Antaño el español era un hombre serio y de palabra, noble, de orden. Te decía las cosas de frente, era gente grave y responsable. Había más puntualidad, más respeto y saber estar. Hoy en día abundan los cantamañanas.

Aún no hace un año que me dedico de forma más o menos habitual a hacer, siempre que se puede, una entrevista diaria. Es muy enriquecedora la experiencia de tratar temas y personajes muy variados, políticos, intelectuales, deportistas...y gente que en general tiene algo que contar, siempre (salvo excepciones) con un mínimo de consonancia al menos con la línea editorial de este digital.

Muchas veces conseguir una entrevista es una odisea, pues muchos de los personajes se tornan escurridizos, que es un eufemismo para ocultar lo que en el fondo son, gente informal e impresentable, unos imbéciles, por no decir otra palabra peor sonante y más contundente que significa lo mismo, gilipollas.

Parto de la base de que contra el vicio de pedir, la virtud de no dar. Cada persona es libre de conceder o no entrevistas cuando quiera y al medio que quiera. Hasta ahí no tengo nada que objetar. Si me dicen que no les interesa la entrevista porque no comparten nuestra línea editorial: perfecto. Es lo más noble. Las cosas de cara, de hombre a hombre.

O incluso puede aceptarse una excusa más diplomática, como que no dominan el tema o que no les interesa aparecer o que están saturados de cosas y no tienen tiempo.

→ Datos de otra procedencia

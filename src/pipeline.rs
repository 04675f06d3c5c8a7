use anyhow::{Context, Result};
use std::collections::BTreeSet;
use std::ffi::OsString;
use std::path::{Path, PathBuf};
use walkdir::WalkDir;

use crate::config::Config;
use crate::format::{DateFormatter, format_capture_time};
use crate::metadata::{self, MetadataEntries};
use crate::watermark::{self, WatermarkFont};

/// What happened to a single file.
#[derive(Debug, Clone, PartialEq)]
pub enum FileOutcome {
    /// Watermarked copy written.
    Processed { output: PathBuf },
    /// No usable capture date. Nothing written.
    Skipped { reason: String },
    /// Read, decode, encode or write failure.
    Errored { reason: String },
}

/// Counters for a whole run.
#[derive(Debug, Clone, Copy, Default, PartialEq, Eq)]
pub struct BatchSummary {
    pub processed: usize,
    pub skipped: usize,
    pub errored: usize,
}

impl BatchSummary {
    pub fn record(&mut self, outcome: &FileOutcome) {
        match outcome {
            FileOutcome::Processed { .. } => self.processed += 1,
            FileOutcome::Skipped { .. } => self.skipped += 1,
            FileOutcome::Errored { .. } => self.errored += 1,
        }
    }

    /// Files that did not produce output, for whatever reason.
    pub fn failed(&self) -> usize {
        self.skipped + self.errored
    }
}

/// Work for one run, computed once before any file is touched.
#[derive(Debug, Clone, Default)]
pub struct BatchPlan {
    /// Accepted files found in the input directory.
    pub input_count: usize,
    /// Names of any kind already in the output directory.
    pub output_count: usize,
    /// Input names missing from the output, sorted.
    pub pending: Vec<OsString>,
}

/// Create the input and output directories if they are missing.
pub fn prepare_directories(config: &Config) -> Result<()> {
    for dir in [&config.input_dir, &config.output_dir] {
        std::fs::create_dir_all(dir)
            .with_context(|| format!("Failed to create directory {}", dir.display()))?;
    }
    Ok(())
}

/// Accepted file names directly inside `dir`.
fn list_inputs(dir: &Path, config: &Config) -> BTreeSet<OsString> {
    WalkDir::new(dir)
        .min_depth(1)
        .max_depth(1)
        .follow_links(true)
        .into_iter()
        .filter_map(|e| e.ok())
        .filter(|e| e.file_type().is_file() && config.accepts(e.path()))
        .map(|e| e.file_name().to_os_string())
        .collect()
}

/// Every name directly inside `dir`, files or not. Missing directory = empty.
fn list_existing(dir: &Path) -> BTreeSet<OsString> {
    if !dir.is_dir() {
        return BTreeSet::new();
    }
    WalkDir::new(dir)
        .min_depth(1)
        .max_depth(1)
        .into_iter()
        .filter_map(|e| e.ok())
        .map(|e| e.file_name().to_os_string())
        .collect()
}

/// Diff the input directory against the output directory by file name.
///
/// A missing input directory is reported and yields an empty plan.
pub fn plan_batch(config: &Config) -> BatchPlan {
    if !config.input_dir.is_dir() {
        log::error!(
            "Directory '{}' does not exist. Please ensure it is created.",
            config.input_dir.display()
        );
        return BatchPlan::default();
    }

    let inputs = list_inputs(&config.input_dir, config);
    let existing = list_existing(&config.output_dir);
    let pending: Vec<OsString> = inputs.difference(&existing).cloned().collect();

    log::info!("Found {} files in '{}'.", inputs.len(), config.input_dir.display());
    log::info!(
        "Found {} already processed files in '{}'.",
        existing.len(),
        config.output_dir.display()
    );
    log::info!("To process: {} files.", pending.len());

    BatchPlan {
        input_count: inputs.len(),
        output_count: existing.len(),
        pending,
    }
}

/// Process one file from discovery to a final outcome.
pub fn process_file(
    input: &Path,
    output: &Path,
    font: &WatermarkFont,
    formatter: &dyn DateFormatter,
    config: &Config,
) -> FileOutcome {
    let name = input
        .file_name()
        .map(|n| n.to_string_lossy().into_owned())
        .unwrap_or_else(|| input.display().to_string());

    match try_process_file(input, output, font, formatter, config) {
        Ok(Some(path)) => {
            log::info!("Processing '{name}'... Done.");
            FileOutcome::Processed { output: path }
        }
        Ok(None) => {
            log::warn!("EXIF 'DateTimeOriginal' not found for '{name}'. Skipping.");
            FileOutcome::Skipped {
                reason: "no usable capture date".to_string(),
            }
        }
        Err(e) => {
            log::error!("Error processing '{name}': {e:#}");
            FileOutcome::Errored {
                reason: format!("{e:#}"),
            }
        }
    }
}

/// `Ok(None)` means the file has no usable date.
fn try_process_file(
    input: &Path,
    output: &Path,
    font: &WatermarkFont,
    formatter: &dyn DateFormatter,
    config: &Config,
) -> Result<Option<PathBuf>> {
    let bytes = std::fs::read(input)
        .with_context(|| format!("Failed to read {}", input.display()))?;
    let blob = metadata::extract_blob(&bytes)?;

    let entries = MetadataEntries::read(blob.as_deref());
    let captured = metadata::capture_time(&entries);
    let text = format_capture_time(formatter, captured.as_ref());
    if text.is_empty() {
        return Ok(None);
    }

    let img = image::load_from_memory(&bytes).context("Failed to decode image")?;
    watermark::render_image(img, blob.as_deref(), output, &text, font, config).map(Some)
}

/// Run the whole batch: prepare directories, plan, process, summarize.
pub fn run_batch(
    config: &Config,
    font: &WatermarkFont,
    formatter: &dyn DateFormatter,
) -> BatchSummary {
    if let Err(e) = prepare_directories(config) {
        log::error!("{e:#}");
    }

    let plan = plan_batch(config);
    let mut summary = BatchSummary::default();

    if plan.pending.is_empty() {
        log::info!("No new files to process.");
        return summary;
    }

    let total = plan.pending.len();
    for (i, name) in plan.pending.iter().enumerate() {
        let input = config.input_dir.join(name);
        let output = config.output_dir.join(name);
        log::debug!("[{}/{}] {}", i + 1, total, input.display());

        let outcome = process_file(&input, &output, font, formatter, config);
        summary.record(&outcome);
    }

    log::info!("--- Execution Summary ---");
    log::info!("Successfully processed: {}", summary.processed);
    log::info!("Errors or skipped: {}", summary.failed());

    summary
}

/// Decode every EXIF entry of a single file.
pub fn inspect_file(path: &Path) -> Result<MetadataEntries> {
    let bytes =
        std::fs::read(path).with_context(|| format!("File not found at '{}'", path.display()))?;
    let blob = metadata::extract_blob(&bytes)?;
    match blob {
        Some(blob) => MetadataEntries::from_blob(&blob),
        None => Ok(MetadataEntries::default()),
    }
}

Hasta aquí es algo más o menos razonable.

Lo que no me parece de recibo, es que te digan que sí, que sin problema y que les envíes las preguntas y pasen días y días, semanas, meses y no respondan nunca el teléfono, ni el correo y desaparezcan. Señores den la cara y digan: lo siento me comprometí, pero al final no voy a poder hacerla.

O si no desaparecen, te van añadiendo un aluvión de excusas que, si llevas años en esto, no cuelan. No suelo dar una entrevista por perdida por difícil que sea, pero hay ocasiones en las que no hay manera. Por supuesto que con gente así es mejor pasar de ellos, ya sabes lo que hay y lo que dan de sí.

Siempre está la tentación de querer recuperar esa entrevista que se resiste, pero suele ser en vano. Cuando no les da la gana, no hay manera. Señores, no me hagan perder el tiempo. Hablen claro, un no me interesa gracias ahorra muchos esfuerzos y malos ratos.

Apartado especial merecen los que no te quieren atender siendo personas afines a la causa y luego pierden el trasero atendiendo a medios hostiles. Y lo que es inaguantable ese divismo de los que se creen por encima del bien y del mal y solo atienden a los medios que consideran importantes, ninguneando a los que no consideran gran cosa. Entre estos suele haber imbéciles y endiosados supinos. La gente verdaderamente grande es humilde y cercana.